● **What the task asks**:
Each entry that follows needs to be written out exactly, with nothing left out.

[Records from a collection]
^^^^^^^^

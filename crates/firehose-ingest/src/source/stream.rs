//! HTTP streaming connection to the upstream feed.
//!
//! [`StreamSupervisor`] issues the authenticated streaming request and
//! retries it under its [`RetryPolicy`]. The response body is exposed as an
//! [`HttpRecordStream`] of raw lines.
//!
//! The feed sends newline-delimited JSON with blank keep-alive lines. A
//! connection that produces no bytes at all for `read_timeout` is treated as
//! dead.

use super::retry::{RetryPolicy, retry_connect};
use super::state::{ConnectionState, SharedConnectionState};
use super::{Connector, RecordStream};
use crate::{Error, Result};

use bytes::Bytes;
use futures::{Stream, StreamExt, TryStreamExt};
use std::io;
use std::pin::Pin;
use std::time::Duration;
use tokio::time::{Instant, Sleep};
use tokio_util::codec::{AnyDelimiterCodec, FramedRead};
use tokio_util::io::StreamReader;
use tokio_util::sync::CancellationToken;

/// Longest line accepted from the feed.
const MAX_LINE_BYTES: usize = 8 * 1024 * 1024;

/// Leading characters of an error response kept for logging.
const ERROR_BODY_CHARS: usize = 200;

/// Most bytes read from an error response body.
const ERROR_BODY_BYTES: usize = 4 * 1024;

/// Configuration for the upstream connection.
#[derive(Debug, Clone)]
pub struct StreamConfig {
    /// Streaming endpoint.
    pub url: String,

    /// Bearer credential. Connecting fails with [`Error::Auth`] when unset.
    pub bearer_token: Option<String>,

    /// `tweet.fields` query parameter.
    pub tweet_fields: String,

    /// `user.fields` query parameter.
    pub user_fields: String,

    /// `expansions` query parameter.
    pub expansions: String,

    /// TCP connect timeout.
    pub connect_timeout: Duration,

    /// Longest silence tolerated on an open connection.
    pub read_timeout: Duration,
}

impl Default for StreamConfig {
    fn default() -> Self {
        Self {
            url: "https://api.x.com/2/tweets/sample/stream".to_string(),
            bearer_token: None,
            tweet_fields: "id,text,author_id,created_at,lang,public_metrics,possibly_sensitive,source"
                .to_string(),
            user_fields: "username,name,public_metrics,verified,created_at".to_string(),
            expansions: "author_id".to_string(),
            connect_timeout: Duration::from_secs(10),
            read_timeout: Duration::from_secs(90),
        }
    }
}

/// Owns the retrying upstream session.
pub struct StreamSupervisor {
    config: StreamConfig,
    policy: RetryPolicy,
    client: reqwest::Client,
    state: SharedConnectionState,
}

impl StreamSupervisor {
    /// Create a supervisor. Does not connect.
    pub fn new(config: StreamConfig, policy: RetryPolicy) -> Result<Self> {
        let client = reqwest::Client::builder()
            .connect_timeout(config.connect_timeout)
            .user_agent(concat!("firehose-ingest/", env!("CARGO_PKG_VERSION")))
            .build()?;

        Ok(Self {
            config,
            policy,
            client,
            state: SharedConnectionState::new(),
        })
    }

    /// One connection attempt.
    async fn open(&self, token: &str) -> Result<HttpRecordStream> {
        let mut params: Vec<(&str, &str)> = Vec::with_capacity(3);
        for (key, value) in [
            ("tweet.fields", &self.config.tweet_fields),
            ("user.fields", &self.config.user_fields),
            ("expansions", &self.config.expansions),
        ] {
            if !value.is_empty() {
                params.push((key, value.as_str()));
            }
        }

        let request = self
            .client
            .get(&self.config.url)
            .bearer_auth(token)
            .query(&params)
            .send();

        let response = tokio::time::timeout(self.config.read_timeout, request)
            .await
            .map_err(|_| Error::ReadTimeout(self.config.read_timeout))??;

        let status = response.status();
        if status.as_u16() >= 400 {
            return Err(Error::Http {
                status: status.as_u16(),
                body: error_body(response, self.config.read_timeout).await,
            });
        }

        tracing::info!("Connected to upstream feed ({})", status);
        Ok(HttpRecordStream::new(response, self.config.read_timeout))
    }
}

/// Read the head of an error response, bounded in size and time.
async fn error_body(mut response: reqwest::Response, limit: Duration) -> String {
    let mut body = Vec::new();
    let read = async {
        while body.len() < ERROR_BODY_BYTES {
            match response.chunk().await {
                Ok(Some(chunk)) => body.extend_from_slice(&chunk),
                _ => break,
            }
        }
    };
    if tokio::time::timeout(limit, read).await.is_err() {
        tracing::debug!("Error response body stalled after {} bytes", body.len());
    }

    String::from_utf8_lossy(&body)
        .chars()
        .take(ERROR_BODY_CHARS)
        .collect()
}

impl Connector for StreamSupervisor {
    type Stream = HttpRecordStream;

    async fn connect(&mut self, shutdown: &CancellationToken) -> Result<HttpRecordStream> {
        let token = match self.config.bearer_token.as_deref().map(str::trim) {
            Some(token) if !token.is_empty() => token,
            _ => {
                self.state.set(ConnectionState::Disconnected);
                return Err(Error::Auth("bearer token is not set".to_string()));
            }
        };

        let this = &*self;
        retry_connect(&this.policy, &this.state, shutdown, move || this.open(token)).await
    }

    fn connection_state(&self) -> &SharedConnectionState {
        &self.state
    }
}

type ByteStream = Pin<Box<dyn Stream<Item = io::Result<Bytes>> + Send>>;

/// Raw lines from one open HTTP response.
pub struct HttpRecordStream {
    frames: FramedRead<StreamReader<ByteStream, Bytes>, AnyDelimiterCodec>,
    idle: Pin<Box<Sleep>>,
    read_timeout: Duration,
}

impl HttpRecordStream {
    fn new(response: reqwest::Response, read_timeout: Duration) -> Self {
        Self::from_byte_stream(response.bytes_stream().map_err(io::Error::other), read_timeout)
    }

    /// Wrap an arbitrary byte stream.
    pub(crate) fn from_byte_stream<S>(bytes: S, read_timeout: Duration) -> Self
    where
        S: Stream<Item = io::Result<Bytes>> + Send + 'static,
    {
        let bytes: ByteStream = Box::pin(bytes);
        let codec = AnyDelimiterCodec::new_with_max_length(b"\n".to_vec(), Vec::new(), MAX_LINE_BYTES);

        Self {
            frames: FramedRead::new(StreamReader::new(bytes), codec),
            idle: Box::pin(tokio::time::sleep(read_timeout)),
            read_timeout,
        }
    }
}

impl RecordStream for HttpRecordStream {
    async fn next_line(&mut self) -> Result<Option<String>> {
        let frame = tokio::select! {
            frame = self.frames.next() => frame,
            _ = &mut self.idle => return Err(Error::ReadTimeout(self.read_timeout)),
        };

        match frame {
            None => Ok(None),
            Some(Ok(line)) => {
                self.idle.as_mut().reset(Instant::now() + self.read_timeout);
                Ok(Some(String::from_utf8_lossy(&line).into_owned()))
            }
            Some(Err(e)) => Err(Error::Io(io::Error::other(e))),
        }
    }
}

^^^^^^^^

● **Exercise solution**:
filename crates/firehose-ingest/src/source/stream.rs
//! HTTP streaming connection to the upstream feed.
//!
//! [`StreamSupervisor`] issues the authenticated streaming request and
//! retries it under its [`RetryPolicy`]. The response body is exposed as an
//! [`HttpRecordStream`] of raw lines.
//!
//! The feed sends newline-delimited JSON with blank keep-alive lines. A
//! connection that produces no bytes at all for `read_timeout` is treated as
//! dead.

use super::retry::{RetryPolicy, retry_connect};
use super::state::{ConnectionState, SharedConnectionState};
use super::{Connector, RecordStream};
use crate::{Error, Result};

use bytes::Bytes;
use futures::{Stream, StreamExt, TryStreamExt};
use std::io;
use std::pin::Pin;
use std::time::Duration;
use tokio::time::{Instant, Sleep};
use tokio_util::codec::{AnyDelimiterCodec, FramedRead};
use tokio_util::io::StreamReader;
use tokio_util::sync::CancellationToken;

/// Longest line accepted from the feed.
const MAX_LINE_BYTES: usize = 8 * 1024 * 1024;

/// Leading characters of an error response kept for logging.
const ERROR_BODY_CHARS: usize = 200;

/// Most bytes read from an error response body.
const ERROR_BODY_BYTES: usize = 4 * 1024;

/// Configuration for the upstream connection.
#[derive(Debug, Clone)]
pub struct StreamConfig {
    /// Streaming endpoint.
    pub url: String,

    /// Bearer credential. Connecting fails with [`Error::Auth`] when unset.
    pub bearer_token: Option<String>,

    /// `tweet.fields` query parameter.
    pub tweet_fields: String,

    /// `user.fields` query parameter.
    pub user_fields: String,

    /// `expansions` query parameter.
    pub expansions: String,

    /// TCP connect timeout.
    pub connect_timeout: Duration,

    /// Longest silence tolerated on an open connection.
    pub read_timeout: Duration,
}

impl Default for StreamConfig {
    fn default() -> Self {
        Self {
            url: "https://api.x.com/2/tweets/sample/stream".to_string(),
            bearer_token: None,
            tweet_fields: "id,text,author_id,created_at,lang,public_metrics,possibly_sensitive,source"
                .to_string(),
            user_fields: "username,name,public_metrics,verified,created_at".to_string(),
            expansions: "author_id".to_string(),
            connect_timeout: Duration::from_secs(10),
            read_timeout: Duration::from_secs(90),
        }
    }
}

/// Owns the retrying upstream session.
pub struct StreamSupervisor {
    config: StreamConfig,
    policy: RetryPolicy,
    client: reqwest::Client,
    state: SharedConnectionState,
}

impl StreamSupervisor {
    /// Create a supervisor. Does not connect.
    pub fn new(config: StreamConfig, policy: RetryPolicy) -> Result<Self> {
        let client = reqwest::Client::builder()
            .connect_timeout(config.connect_timeout)
            .user_agent(concat!("firehose-ingest/", env!("CARGO_PKG_VERSION")))
            .build()?;

        Ok(Self {
            config,
            policy,
            client,
            state: SharedConnectionState::new(),
        })
    }

    /// One connection attempt.
    async fn open(&self, token: &str) -> Result<HttpRecordStream> {
        let mut params: Vec<(&str, &str)> = Vec::with_capacity(3);
        for (key, value) in [
            ("tweet.fields", &self.config.tweet_fields),
            ("user.fields", &self.config.user_fields),
            ("expansions", &self.config.expansions),
        ] {
            if !value.is_empty() {
                params.push((key, value.as_str()));
            }
        }

        let request = self
            .client
            .get(&self.config.url)
            .bearer_auth(token)
            .query(&params)
            .send();

        let response = tokio::time::timeout(self.config.read_timeout, request)
            .await
            .map_err(|_| Error::ReadTimeout(self.config.read_timeout))??;

        let status = response.status();
        if status.as_u16() >= 400 {
            return Err(Error::Http {
                status: status.as_u16(),
                body: error_body(response, self.config.read_timeout).await,
            });
        }

        tracing::info!("Connected to upstream feed ({})", status);
        Ok(HttpRecordStream::new(response, self.config.read_timeout))
    }
}

/// Read the head of an error response, bounded in size and time.
async fn error_body(mut response: reqwest::Response, limit: Duration) -> String {
    let mut body = Vec::new();
    let read = async {
        while body.len() < ERROR_BODY_BYTES {
            match response.chunk().await {
                Ok(Some(chunk)) => body.extend_from_slice(&chunk),
                _ => break,
            }
        }
    };
    if tokio::time::timeout(limit, read).await.is_err() {
        tracing::debug!("Error response body stalled after {} bytes", body.len());
    }

    String::from_utf8_lossy(&body)
        .chars()
        .take(ERROR_BODY_CHARS)
        .collect()
}

impl Connector for StreamSupervisor {
    type Stream = HttpRecordStream;

    async fn connect(&mut self, shutdown: &CancellationToken) -> Result<HttpRecordStream> {
        let token = match self.config.bearer_token.as_deref().map(str::trim) {
            Some(token) if !token.is_empty() => token,
            _ => {
                self.state.set(ConnectionState::Disconnected);
                return Err(Error::Auth("bearer token is not set".to_string()));
            }
        };

        let this = &*self;
        retry_connect(&this.policy, &this.state, shutdown, move || this.open(token)).await
    }

    fn connection_state(&self) -> &SharedConnectionState {
        &self.state
    }
}

type ByteStream = Pin<Box<dyn Stream<Item = io::Result<Bytes>> + Send>>;

/// Raw lines from one open HTTP response.
pub struct HttpRecordStream {
    frames: FramedRead<StreamReader<ByteStream, Bytes>, AnyDelimiterCodec>,
    idle: Pin<Box<Sleep>>,
    read_timeout: Duration,
}

impl HttpRecordStream {
    fn new(response: reqwest::Response, read_timeout: Duration) -> Self {
        Self::from_byte_stream(response.bytes_stream().map_err(io::Error::other), read_timeout)
    }

    /// Wrap an arbitrary byte stream.
    pub(crate) fn from_byte_stream<S>(bytes: S, read_timeout: Duration) -> Self
    where
        S: Stream<Item = io::Result<Bytes>> + Send + 'static,
    {
        let bytes: ByteStream = Box::pin(bytes);
        let codec = AnyDelimiterCodec::new_with_max_length(b"\n".to_vec(), Vec::new(), MAX_LINE_BYTES);

        Self {
            frames: FramedRead::new(StreamReader::new(bytes), codec),
            idle: Box::pin(tokio::time::sleep(read_timeout)),
            read_timeout,
        }
    }
}

impl RecordStream for HttpRecordStream {
    async fn next_line(&mut self) -> Result<Option<String>> {
        let frame = tokio::select! {
            frame = self.frames.next() => frame,
            _ = &mut self.idle => return Err(Error::ReadTimeout(self.read_timeout)),
        };

        match frame {
            None => Ok(None),
            Some(Ok(line)) => {
                self.idle.as_mut().reset(Instant::now() + self.read_timeout);
                Ok(Some(String::from_utf8_lossy(&line).into_owned()))
            }
            Some(Err(e)) => Err(Error::Io(io::Error::other(e))),
        }
    }
}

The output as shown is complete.